● ASSIGNMENT:
In the material below, find the line containing "let mut body" and the line containing "std::fs::create_dir_all(dir)?;", then reproduce exactly both of them and every line between, and nothing else.

● INFORMATION:
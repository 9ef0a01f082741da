use std::collections::HashSet;
use std::fs::Permissions;
use std::io::{self, Write};
use std::path::{Path, PathBuf};

use serde_json::Value;

use super::entity::Entity;
use crate::error::{CatalogError, CatalogResult};

/// Backing storage for the full entity collection.
pub trait CatalogPersistence: Send + Sync {
    fn load(&self) -> CatalogResult<Vec<Entity>>;
    fn save(&self, entities: &[Entity]) -> CatalogResult<()>;
}

/// The JSON array document the frontend and the engine share.
#[derive(Debug, Clone)]
pub struct JsonCatalogStore {
    path: PathBuf,
}

impl JsonCatalogStore {
    pub fn new(path: impl Into<PathBuf>) -> Self {
        Self { path: path.into() }
    }

    pub fn path(&self) -> &Path {
        &self.path
    }
}

impl CatalogPersistence for JsonCatalogStore {
    fn load(&self) -> CatalogResult<Vec<Entity>> {
        if !self.path.exists() {
            return Err(CatalogError::NotFound(self.path.clone()));
        }
        let raw = std::fs::read_to_string(&self.path)?;
        let payload: Value = serde_json::from_str(&raw).map_err(|err| CatalogError::Malformed {
            record: None,
            reason: format!("invalid JSON: {err}"),
        })?;
        parse_entities(payload)
    }

    fn save(&self, entities: &[Entity]) -> CatalogResult<()> {
        let mut body = serde_json::to_string_pretty(entities)?;
        body.push('\n');
        write_atomic(&self.path, body.as_bytes())?;
        Ok(())
    }
}

/// Replaces `path` with `bytes` through a staged file in the same directory.
/// The replacement keeps the permissions of the file it replaces; new files
/// get `0644` on unix.
pub fn write_atomic(path: &Path, bytes: &[u8]) -> io::Result<()> {
    let dir = path
        .parent()
        .filter(|parent| !parent.as_os_str().is_empty())
        .unwrap_or_else(|| Path::new("."));
    std::fs::create_dir_all(dir)?;
    let permissions = match std::fs::metadata(path) {
        Ok(existing) => Some(existing.permissions()),
        Err(err) if err.kind() == io::ErrorKind::NotFound => new_file_permissions(),
        Err(err) => return Err(err),
    };

    let mut staged = tempfile::NamedTempFile::new_in(dir)?;
    staged.write_all(bytes)?;
    if let Some(permissions) = permissions {
        staged.as_file().set_permissions(permissions)?;
    }
    staged.as_file().sync_all()?;
    staged.persist(path).map_err(|err| err.error)?;
    Ok(())
}

#[cfg(unix)]
fn new_file_permissions() -> Option<Permissions> {
    use std::os::unix::fs::PermissionsExt;
    Some(Permissions::from_mode(0o644))
}

#[cfg(not(unix))]
fn new_file_permissions() -> Option<Permissions> {
    None
}

pub fn parse_entities(payload: Value) -> CatalogResult<Vec<Entity>> {
    let Value::Array(rows) = payload else {
        return Err(CatalogError::Malformed {
            record: None,
            reason: "catalog document must be a JSON array".to_string(),
        });
    };

    let mut entities = Vec::with_capacity(rows.len());
    let mut names = HashSet::new();
    for (idx, row) in rows.into_iter().enumerate() {
        let label = record_label(idx, &row);
        let entity: Entity = serde_json::from_value(row).map_err(|err| CatalogError::Malformed {
            record: Some(label.clone()),
            reason: err.to_string(),
        })?;
        if !names.insert(entity.name.to_lowercase()) {
            return Err(CatalogError::Malformed {
                record: Some(label),
                reason: format!("duplicate entity name '{}'", entity.name),
            });
        }
        let mut styles = HashSet::new();
        if let Some(rendering) = entity.rendering.value() {
            for variant in rendering.variants() {
                if !styles.insert(variant.style_id.as_str()) {
                    return Err(CatalogError::Malformed {
                        record: Some(label),
                        reason: format!("duplicate style_id '{}'", variant.style_id),
                    });
                }
            }
        }
        entities.push(entity);
    }
    Ok(entities)
}

fn record_label(idx: usize, row: &Value) -> String {
    match row.get("name").and_then(Value::as_str) {
        Some(name) => format!("#{idx} ({name})"),
        None => format!("#{idx}"),
    }
}

#[cfg(test)]
mod tests {
    use serde_json::{json, Value};

    use super::{CatalogPersistence, JsonCatalogStore};
    use crate::catalog::entity::tests::entity_json;
    use crate::prompts::resolve_for_entity;
    use crate::catalog::nullable::Nullable;
    use crate::error::CatalogError;

    fn write_catalog(path: &std::path::Path, rows: Value) -> anyhow::Result<()> {
        std::fs::write(path, serde_json::to_string_pretty(&rows)?)?;
        Ok(())
    }

    fn v2_record() -> Value {
        let mut raw = entity_json("TestEntityV2");
        raw["type_specific"] = json!({
            "divinity": {"cult": {"offerings": ["Logs"], "taboos": ["Bugs"]}}
        });
        raw["rendering"] = json!({
            "prompt_canon": "V2 Canon Prompt",
            "prompt_variants": [
                {"style_id": "manga", "prompt": "Manga Prompt"},
                {"style_id": "oil", "prompt": "Oil Prompt"}
            ]
        });
        raw["sources"] = json!([{"label": "Future Field", "url": "http://example.com"}]);
        raw
    }

    #[test]
    fn round_trip_preserves_extension_fields() -> anyhow::Result<()> {
        let temp = tempfile::tempdir()?;
        let path = temp.path().join("mythology_data.json");
        let original = json!([v2_record()]);
        write_catalog(&path, original.clone())?;

        let store = JsonCatalogStore::new(&path);
        let loaded = store.load()?;
        assert_eq!(loaded.len(), 1);
        store.save(&loaded)?;

        let saved: Value = serde_json::from_str(&std::fs::read_to_string(&path)?)?;
        assert_eq!(saved, original);
        assert_eq!(
            saved[0]["type_specific"]["divinity"]["cult"]["offerings"],
            json!(["Logs"])
        );
        assert_eq!(saved[0]["sources"][0]["label"], json!("Future Field"));
        assert_eq!(store.load()?, loaded);
        Ok(())
    }

    #[test]
    fn round_trip_keeps_nested_unknown_keys_and_absent_optionals() -> anyhow::Result<()> {
        let temp = tempfile::tempdir()?;
        let path = temp.path().join("catalog.json");
        let mut record = entity_json("Oya");
        record["appearance"]["palette"] = json!({"primary": "purple", "tones": [1, 2.5, null]});
        record["relations"]["rivals"] = json!(["Oshun"]);
        let original = json!([record]);
        write_catalog(&path, original.clone())?;

        let store = JsonCatalogStore::new(&path);
        store.save(&store.load()?)?;
        let saved: Value = serde_json::from_str(&std::fs::read_to_string(&path)?)?;
        assert_eq!(saved, original);
        assert!(saved[0]["appearance"].get("imageUrl").is_none());
        assert!(saved[0].get("rendering").is_none());
        Ok(())
    }

    #[test]
    fn missing_document_is_not_found() {
        let store = JsonCatalogStore::new("/nonexistent/esprit/catalog.json");
        assert!(matches!(store.load(), Err(CatalogError::NotFound(_))));
    }

    #[test]
    fn record_missing_core_field_is_malformed() -> anyhow::Result<()> {
        let temp = tempfile::tempdir()?;
        let path = temp.path().join("catalog.json");
        let mut broken = entity_json("Eshu");
        broken.as_object_mut().map(|row| row.remove("origin"));
        write_catalog(&path, json!([entity_json("Shango"), broken]))?;

        match JsonCatalogStore::new(&path).load() {
            Err(CatalogError::Malformed { record, reason }) => {
                assert_eq!(record.as_deref(), Some("#1 (Eshu)"));
                assert!(reason.contains("origin"), "{reason}");
            }
            other => panic!("expected malformed, got {other:?}"),
        }
        Ok(())
    }

    #[test]
    fn non_array_document_is_malformed() -> anyhow::Result<()> {
        let temp = tempfile::tempdir()?;
        let path = temp.path().join("catalog.json");
        write_catalog(&path, json!({"entities": []}))?;
        assert!(matches!(
            JsonCatalogStore::new(&path).load(),
            Err(CatalogError::Malformed { record: None, .. })
        ));
        Ok(())
    }

    #[test]
    fn duplicate_names_and_style_ids_are_malformed() -> anyhow::Result<()> {
        let temp = tempfile::tempdir()?;
        let names = temp.path().join("names.json");
        write_catalog(&names, json!([entity_json("Oshun"), entity_json("OSHUN")]))?;
        assert!(matches!(
            JsonCatalogStore::new(&names).load(),
            Err(CatalogError::Malformed { .. })
        ));

        let styles = temp.path().join("styles.json");
        let mut record = entity_json("Oshun");
        record["rendering"] = json!({"prompt_variants": [
            {"style_id": "manga", "prompt": "a"},
            {"style_id": "manga", "prompt": "b"}
        ]});
        write_catalog(&styles, json!([record]))?;
        assert!(matches!(
            JsonCatalogStore::new(&styles).load(),
            Err(CatalogError::Malformed { .. })
        ));
        Ok(())
    }

    #[test]
    fn save_replaces_document_without_leaving_staging_files() -> anyhow::Result<()> {
        let temp = tempfile::tempdir()?;
        let path = temp.path().join("catalog.json");
        write_catalog(&path, json!([entity_json("Shango")]))?;
        let store = JsonCatalogStore::new(&path);
        let mut entities = store.load()?;
        entities[0].appearance.legacy_image_url =
            Nullable::Value("/generated_images/shango.png".to_string());
        store.save(&entities)?;

        let files = std::fs::read_dir(temp.path())?.count();
        assert_eq!(files, 1);
        assert_eq!(
            store.load()?[0].legacy_image_url(),
            "/generated_images/shango.png"
        );
        Ok(())
    }

    #[test]
    fn save_writes_unescaped_utf8() -> anyhow::Result<()> {
        let temp = tempfile::tempdir()?;
        let path = temp.path().join("catalog.json");
        write_catalog(&path, json!([entity_json("Ògún")]))?;
        let store = JsonCatalogStore::new(&path);
        store.save(&store.load()?)?;
        assert!(std::fs::read_to_string(&path)?.contains("\"name\": \"Ògún\""));
        Ok(())
    }

    #[test]
    fn explicit_nulls_in_known_fields_round_trip() -> anyhow::Result<()> {
        let temp = tempfile::tempdir()?;
        let path = temp.path().join("catalog.json");
        let mut oya = entity_json("Oya");
        oya["appearance"]["imageUrl"] = Value::Null;
        oya["rendering"] = json!({
            "prompt_canon": null,
            "images": null,
            "prompt_variants": [{"style_id": "manga", "label": null, "prompt": "M"}]
        });
        let mut eshu = entity_json("Eshu");
        eshu["rendering"] = Value::Null;
        let original = json!([oya, eshu]);
        write_catalog(&path, original.clone())?;

        let store = JsonCatalogStore::new(&path);
        let loaded = store.load()?;
        assert!(loaded[0].is_missing_image());
        assert!(!loaded[1].has_rendering_block());
        store.save(&loaded)?;

        let saved: Value = serde_json::from_str(&std::fs::read_to_string(&path)?)?;
        assert_eq!(saved, original);
        Ok(())
    }

    #[test]
    fn null_variant_prompt_is_unavailable_not_malformed() -> anyhow::Result<()> {
        let temp = tempfile::tempdir()?;
        let path = temp.path().join("catalog.json");
        let mut oya = entity_json("Oya");
        oya["rendering"] = json!({"prompt_variants": [{"style_id": "manga", "prompt": null}]});
        let original = json!([oya]);
        write_catalog(&path, original.clone())?;

        let store = JsonCatalogStore::new(&path);
        let loaded = store.load()?;
        assert!(loaded[0].find_variant("manga").is_none());
        assert!(resolve_for_entity(&loaded[0], "manga").is_unavailable());

        store.save(&loaded)?;
        let saved: Value = serde_json::from_str(&std::fs::read_to_string(&path)?)?;
        assert_eq!(saved, original);
        Ok(())
    }

    #[cfg(unix)]
    #[test]
    fn save_keeps_document_permissions() -> anyhow::Result<()> {
        use std::os::unix::fs::PermissionsExt;

        let temp = tempfile::tempdir()?;
        let path = temp.path().join("catalog.json");
        write_catalog(&path, json!([entity_json("Shango")]))?;
        std::fs::set_permissions(&path, std::fs::Permissions::from_mode(0o664))?;

        let store = JsonCatalogStore::new(&path);
        store.save(&store.load()?)?;
        assert_eq!(std::fs::metadata(&path)?.permissions().mode() & 0o777, 0o664);

        let fresh = JsonCatalogStore::new(temp.path().join("fresh.json"));
        fresh.save(&store.load()?)?;
        assert_eq!(
            std::fs::metadata(fresh.path())?.permissions().mode() & 0o777,
            0o644
        );
        Ok(())
    }
}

● SOLVED PROBLEM:
        let mut body = serde_json::to_string_pretty(entities)?;
        body.push('\n');
        write_atomic(&self.path, body.as_bytes())?;
        Ok(())
    }
}

/// Replaces `path` with `bytes` through a staged file in the same directory.
/// The replacement keeps the permissions of the file it replaces; new files
/// get `0644` on unix.
pub fn write_atomic(path: &Path, bytes: &[u8]) -> io::Result<()> {
    let dir = path
        .parent()
        .filter(|parent| !parent.as_os_str().is_empty())
        .unwrap_or_else(|| Path::new("."));
    std::fs::create_dir_all(dir)?;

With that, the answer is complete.